● **EXERCISE AIM**:
Scan the entries and tally the lines that include the string "create". Reply with the figure alone.

● **DATA SUPPLIED**:
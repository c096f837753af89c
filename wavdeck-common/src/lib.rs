//! # wavdeck Common Library
//!
//! Shared code for the wavdeck audio utility:
//! - Audio format description and PCM chunk types
//! - Capture length arithmetic (duration to read iterations)
//! - RIFF/WAVE container reader and writer
//! - Configuration loading

pub mod chunk;
pub mod config;
pub mod error;
pub mod format;
pub mod wav;

pub use chunk::{capture_iterations, PcmChunk, RoundingPolicy, DEFAULT_CHUNK_FRAMES};
pub use error::{Error, Result};
pub use format::{AudioFormat, SampleWidth};
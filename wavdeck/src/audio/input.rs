//! Audio capture using cpal
//!
//! The real-time callback pushes device samples into a ring buffer; `read`
//! blocks until a whole chunk is available. Samples that arrive while the
//! ring is full are dropped and reported as an overrun.

use crate::audio::device::{AudioStream, InputStream};
use crate::audio::samples::{pack, DeviceSample};
use crate::error::{Error, Result};
use cpal::traits::{DeviceTrait, StreamTrait};
use cpal::{Device, SampleFormat, Stream, StreamConfig};
use ringbuf::traits::{Consumer, Observer, Producer, Split};
use ringbuf::{HeapCons, HeapProd, HeapRb};
use std::sync::atomic::{AtomicBool, AtomicU64, Ordering};
use std::sync::Arc;
use std::thread;
use std::time::{Duration, Instant};
use tracing::{debug, error, info, warn};
use wavdeck_common::{AudioFormat, PcmChunk};

/// Capture stream on a cpal input device.
pub struct CpalInput {
    stream: Option<Stream>,
    consumer: HeapCons<i32>,
    format: AudioFormat,
    error_flag: Arc<AtomicBool>,
    /// Samples dropped by the callback because the ring was full
    overruns: Arc<AtomicU64>,
    reported_overruns: u64,
    timeout: Duration,
    poll_interval: Duration,
}

impl CpalInput {
    /// Build and start a capture stream driven with `sample_format`
    /// samples.
    ///
    /// The ring buffer holds one second of audio, and at least four reads
    /// of `frames_per_buffer` frames.
    pub fn open(
        device: &Device,
        config: &StreamConfig,
        sample_format: SampleFormat,
        format: AudioFormat,
        frames_per_buffer: usize,
        timeout: Duration,
        poll_interval: Duration,
    ) -> Result<Self> {
        let channels = format.channels as usize;
        let capacity = (format.sample_rate as usize * channels).max(4 * frames_per_buffer * channels);
        let (producer, consumer) = HeapRb::<i32>::new(capacity).split();
        let error_flag = Arc::new(AtomicBool::new(false));
        let overruns = Arc::new(AtomicU64::new(0));

        let stream = match sample_format {
            SampleFormat::I16 => build_stream::<i16>(
                device,
                config,
                producer,
                Arc::clone(&error_flag),
                Arc::clone(&overruns),
            )?,
            SampleFormat::I32 => build_stream::<i32>(
                device,
                config,
                producer,
                Arc::clone(&error_flag),
                Arc::clone(&overruns),
            )?,
            SampleFormat::F32 => build_stream::<f32>(
                device,
                config,
                producer,
                Arc::clone(&error_flag),
                Arc::clone(&overruns),
            )?,
            sample_format => {
                return Err(Error::DeviceOpen(format!(
                    "Unsupported sample format: {:?}",
                    sample_format
                )));
            }
        };

        stream
            .play()
            .map_err(|e| Error::DeviceOpen(format!("Failed to start stream: {}", e)))?;

        info!("Input stream started: {} ({:?} samples)", format, sample_format);
        Ok(Self {
            stream: Some(stream),
            consumer,
            format,
            error_flag,
            overruns,
            reported_overruns: 0,
            timeout,
            poll_interval,
        })
    }

    fn report_overruns(&mut self) {
        let total = self.overruns.load(Ordering::Relaxed);
        if total > self.reported_overruns {
            warn!(
                "Input overrun: {} samples dropped",
                total - self.reported_overruns
            );
            self.reported_overruns = total;
        }
    }
}

fn build_stream<T: DeviceSample>(
    device: &Device,
    config: &StreamConfig,
    mut producer: HeapProd<i32>,
    error_flag: Arc<AtomicBool>,
    overruns: Arc<AtomicU64>,
) -> Result<Stream> {
    device
        .build_input_stream(
            config,
            move |data: &[T], _: &cpal::InputCallbackInfo| {
                let mut dropped = 0u64;
                for &sample in data {
                    if producer.try_push(sample.to_device()).is_err() {
                        dropped += 1;
                    }
                }
                if dropped > 0 {
                    overruns.fetch_add(dropped, Ordering::Relaxed);
                }
            },
            move |err| {
                error!("Audio input stream error: {}", err);
                error_flag.store(true, Ordering::SeqCst);
            },
            None,
        )
        .map_err(|e| Error::DeviceOpen(format!("Failed to build input stream: {}", e)))
}

impl AudioStream for CpalInput {
    fn format(&self) -> AudioFormat {
        self.format
    }

    fn close(&mut self) -> Result<()> {
        if let Some(stream) = self.stream.take() {
            debug!("Stopping input stream");
            stream
                .pause()
                .map_err(|e| Error::Read(format!("Failed to pause stream: {}", e)))?;
        }
        Ok(())
    }
}

impl InputStream for CpalInput {
    fn read(&mut self, frames: usize) -> Result<PcmChunk> {
        if self.stream.is_none() {
            return Err(Error::Read("input stream is closed".to_string()));
        }
        let needed = frames * self.format.channels as usize;
        if needed > self.consumer.capacity().get() {
            return Err(Error::Read(format!(
                "read of {} frames exceeds the capture buffer",
                frames
            )));
        }

        let expected = Duration::from_secs_f64(frames as f64 / self.format.sample_rate as f64);
        let deadline = Instant::now() + expected + self.timeout;
        while self.consumer.occupied_len() < needed {
            if self.error_flag.load(Ordering::SeqCst) {
                return Err(Error::Read("input stream reported an error".to_string()));
            }
            if Instant::now() >= deadline {
                return Err(Error::Read(format!(
                    "input device delivered no audio within {:?}",
                    expected + self.timeout
                )));
            }
            thread::sleep(self.poll_interval);
        }

        let mut samples = vec![0i32; needed];
        let popped = self.consumer.pop_slice(&mut samples);
        samples.truncate(popped);
        self.report_overruns();

        let mut bytes = Vec::new();
        pack(self.format.sample_width, &samples, &mut bytes);
        PcmChunk::new(self.format, bytes).map_err(|e| Error::Read(e.to_string()))
    }
}

impl Drop for CpalInput {
    fn drop(&mut self) {
        let _ = self.close();
    }
}
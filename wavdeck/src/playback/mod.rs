//! Playback operations
//!
//! - [`compressed`]: decode a compressed file and play it to completion
//! - [`pcm`]: stream a WAV file to the output device chunk by chunk

pub mod compressed;
pub mod pcm;

pub use compressed::play_compressed;
pub use pcm::play_pcm_file;

use wavdeck_common::AudioFormat;

/// What a finished playback sent to the device.
#[derive(Debug, Clone, PartialEq, Eq)]
pub struct PlaybackSummary {
    /// Format the output stream was opened with
    pub format: AudioFormat,
    /// Frames written
    pub frames: u64,
    /// Number of device writes
    pub writes: u64,
}

impl PlaybackSummary {
    fn new(format: AudioFormat) -> Self {
        Self {
            format,
            frames: 0,
            writes: 0,
        }
    }

    fn record_write(&mut self, bytes: usize) {
        self.frames += self.format.frames_in(bytes) as u64;
        self.writes += 1;
    }
}
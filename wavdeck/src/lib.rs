//! # wavdeck
//!
//! Minimal audio I/O: play a compressed file, stream a WAV file to the
//! output device, and record from the microphone into a WAV file.
//!
//! **Architecture:** blocking, single-threaded operations over the
//! [`audio::AudioDevice`] traits; `cpal` device streams fed through a
//! lock-free ring buffer, `symphonia` for compressed decoding, and the
//! WAV codec in `wavdeck-common`.

pub mod audio;
pub mod error;
pub mod playback;
pub mod recorder;
pub mod session;

pub use error::{Error, Result};
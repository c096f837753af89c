//! Compressed audio decoding using symphonia
//!
//! [`DecoderEngine`] is the process-wide decode engine. It is initialized
//! once, on first use, and lives for the rest of the process; it holds only
//! the codec registry, never a device, so repeated playbacks share nothing
//! but the registry.

use crate::error::{Error, Result};
use std::fs::File;
use std::path::Path;
use std::sync::OnceLock;
use symphonia::core::audio::SampleBuffer;
use symphonia::core::codecs::{CodecRegistry, Decoder, DecoderOptions, CODEC_TYPE_NULL};
use symphonia::core::errors::Error as SymphoniaError;
use symphonia::core::formats::{FormatOptions, FormatReader};
use symphonia::core::io::MediaSourceStream;
use symphonia::core::meta::MetadataOptions;
use symphonia::core::probe::Hint;
use tracing::{debug, info, warn};
use wavdeck_common::{AudioFormat, SampleWidth};

static ENGINE: OnceLock<DecoderEngine> = OnceLock::new();

/// Process-wide decode engine.
pub struct DecoderEngine {
    registry: CodecRegistry,
}

impl DecoderEngine {
    /// Get the engine, initializing it on first call.
    pub fn global() -> &'static DecoderEngine {
        ENGINE.get_or_init(|| {
            info!("Initializing decoder engine");
            let mut registry = CodecRegistry::new();
            registry.register_all::<symphonia::default::codecs::MpaDecoder>();
            registry.register_all::<symphonia::default::codecs::PcmDecoder>();
            registry.register_all::<symphonia::default::codecs::AdpcmDecoder>();
            registry.register_all::<symphonia::default::codecs::VorbisDecoder>();
            registry.register_all::<symphonia::default::codecs::FlacDecoder>();
            registry.register_all::<symphonia::default::codecs::AacDecoder>();
            DecoderEngine { registry }
        })
    }

    /// Whether [`DecoderEngine::global`] has run in this process.
    pub fn is_initialized() -> bool {
        ENGINE.get().is_some()
    }

    /// Probe `path` and prepare a decoder for its first audio track.
    ///
    /// # Errors
    /// - `FileNotFound` if the file does not exist
    /// - `DecodeOrPlayback` if the container is not recognized, has no
    ///   decodable track, or lacks sample rate / channel information
    pub fn open(&self, path: &Path) -> Result<CompressedSource> {
        let file = File::open(path).map_err(|e| {
            if e.kind() == std::io::ErrorKind::NotFound {
                Error::FileNotFound(path.to_path_buf())
            } else {
                Error::DecodeOrPlayback(format!("Failed to open {}: {}", path.display(), e))
            }
        })?;
        let mss = MediaSourceStream::new(Box::new(file), Default::default());

        let mut hint = Hint::new();
        if let Some(ext) = path.extension().and_then(|e| e.to_str()) {
            hint.with_extension(ext);
        }

        let probed = symphonia::default::get_probe()
            .format(&hint, mss, &FormatOptions::default(), &MetadataOptions::default())
            .map_err(|e| Error::DecodeOrPlayback(format!("Failed to probe format: {}", e)))?;
        let format = probed.format;

        let track = format
            .tracks()
            .iter()
            .find(|t| t.codec_params.codec != CODEC_TYPE_NULL)
            .ok_or_else(|| Error::DecodeOrPlayback("No audio track found".to_string()))?;

        let track_id = track.id;
        let sample_rate = track
            .codec_params
            .sample_rate
            .ok_or_else(|| Error::DecodeOrPlayback("Sample rate not found".to_string()))?;
        let channels = track
            .codec_params
            .channels
            .map(|c| c.count() as u16)
            .ok_or_else(|| Error::DecodeOrPlayback("Channel count not found".to_string()))?;

        let decoder = self
            .registry
            .make(&track.codec_params, &DecoderOptions::default())
            .map_err(|e| Error::DecodeOrPlayback(format!("Failed to create decoder: {}", e)))?;

        let output_format = AudioFormat::new(SampleWidth::Bits16, channels, sample_rate);
        debug!("Decoding {} as {}", path.display(), output_format);

        Ok(CompressedSource {
            format,
            decoder,
            track_id,
            output_format,
            sample_buf: None,
        })
    }
}

/// A probed file yielding interleaved 16-bit PCM one packet at a time.
pub struct CompressedSource {
    format: Box<dyn FormatReader>,
    decoder: Box<dyn Decoder>,
    track_id: u32,
    output_format: AudioFormat,
    sample_buf: Option<SampleBuffer<i16>>,
}

impl CompressedSource {
    /// Format of the PCM produced by [`CompressedSource::next_block`].
    pub fn format(&self) -> AudioFormat {
        self.output_format
    }

    /// Decode the next packet into little-endian 16-bit PCM bytes.
    ///
    /// Returns `None` at end of stream. Corrupt packets are logged and
    /// skipped; the decoder is reset when the format reader requires it.
    pub fn next_block(&mut self) -> Result<Option<Vec<u8>>> {
        loop {
            let packet = match self.format.next_packet() {
                Ok(packet) => packet,
                Err(SymphoniaError::IoError(ref e))
                    if e.kind() == std::io::ErrorKind::UnexpectedEof =>
                {
                    debug!("Reached end of stream");
                    return Ok(None);
                }
                Err(SymphoniaError::ResetRequired) => {
                    self.decoder.reset();
                    continue;
                }
                Err(e) => {
                    return Err(Error::DecodeOrPlayback(format!(
                        "Failed to read packet: {}",
                        e
                    )));
                }
            };

            if packet.track_id() != self.track_id {
                continue;
            }

            let decoded = match self.decoder.decode(&packet) {
                Ok(decoded) => decoded,
                Err(SymphoniaError::DecodeError(e)) => {
                    warn!("Decode error (skipping packet): {}", e);
                    continue;
                }
                Err(e) => {
                    return Err(Error::DecodeOrPlayback(format!("Decode failed: {}", e)));
                }
            };

            let spec = *decoded.spec();
            if spec.channels.count() != self.output_format.channels as usize {
                return Err(Error::DecodeOrPlayback(format!(
                    "Channel count changed mid-stream ({} -> {})",
                    self.output_format.channels,
                    spec.channels.count()
                )));
            }

            let frames = decoded.capacity();
            let needs_alloc = self
                .sample_buf
                .as_ref()
                .map_or(true, |buf| buf.capacity() < frames * spec.channels.count());
            if needs_alloc {
                self.sample_buf = Some(SampleBuffer::new(frames as u64, spec));
            }
            let Some(buf) = self.sample_buf.as_mut() else {
                continue;
            };
            buf.copy_interleaved_ref(decoded);

            let bytes = buf.samples().iter().flat_map(|s| s.to_le_bytes()).collect();
            return Ok(Some(bytes));
        }
    }
}
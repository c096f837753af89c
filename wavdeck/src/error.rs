//! Error types for wavdeck
//!
//! One variant per failure class an operation can report. Every failure is
//! terminal for the operation it occurs in and is never retried.

use std::path::{Path, PathBuf};
use thiserror::Error;

/// Main error type for wavdeck operations
#[derive(Error, Debug)]
pub enum Error {
    /// Input file (or the directory an output file goes in) does not exist
    #[error("File not found: {}", .0.display())]
    FileNotFound(PathBuf),

    /// WAV header could not be parsed or describes an unsupported encoding
    #[error("Malformed container: {0}")]
    MalformedContainer(String),

    /// Compressed-audio probe, codec or packet failure
    #[error("Decode/playback error: {0}")]
    DecodeOrPlayback(String),

    /// No device accepts the exact requested format
    #[error("Audio device open error: {0}")]
    DeviceOpen(String),

    /// Output stream rejected a chunk (underrun, disconnect, timeout)
    #[error("Audio write error: {0}")]
    Write(String),

    /// Input stream failed mid-capture
    #[error("Audio read error: {0}")]
    Read(String),

    /// Recording could not be written to disk
    #[error("Failed to write {}: {source}", path.display())]
    FileWrite {
        path: PathBuf,
        #[source]
        source: wavdeck_common::Error,
    },

    /// Caller passed a value no operation can run with
    #[error("Invalid argument: {0}")]
    InvalidArgument(String),

    /// Configuration loading or validation error
    #[error("Configuration error: {0}")]
    Config(String),
}

impl Error {
    /// Map a failure to open or parse the WAV file at `path`.
    pub fn from_container(path: &Path, err: wavdeck_common::Error) -> Self {
        match err {
            wavdeck_common::Error::Io(e) if e.kind() == std::io::ErrorKind::NotFound => {
                Error::FileNotFound(path.to_path_buf())
            }
            other => Error::MalformedContainer(format!("{}: {}", path.display(), other)),
        }
    }

    /// Map a failure to create or write the WAV file at `path`.
    pub fn file_write(path: &Path, source: wavdeck_common::Error) -> Self {
        Error::FileWrite {
            path: path.to_path_buf(),
            source,
        }
    }
}

/// Convenience Result type using wavdeck Error
pub type Result<T> = std::result::Result<T, Error>;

● **ANSWER**:
2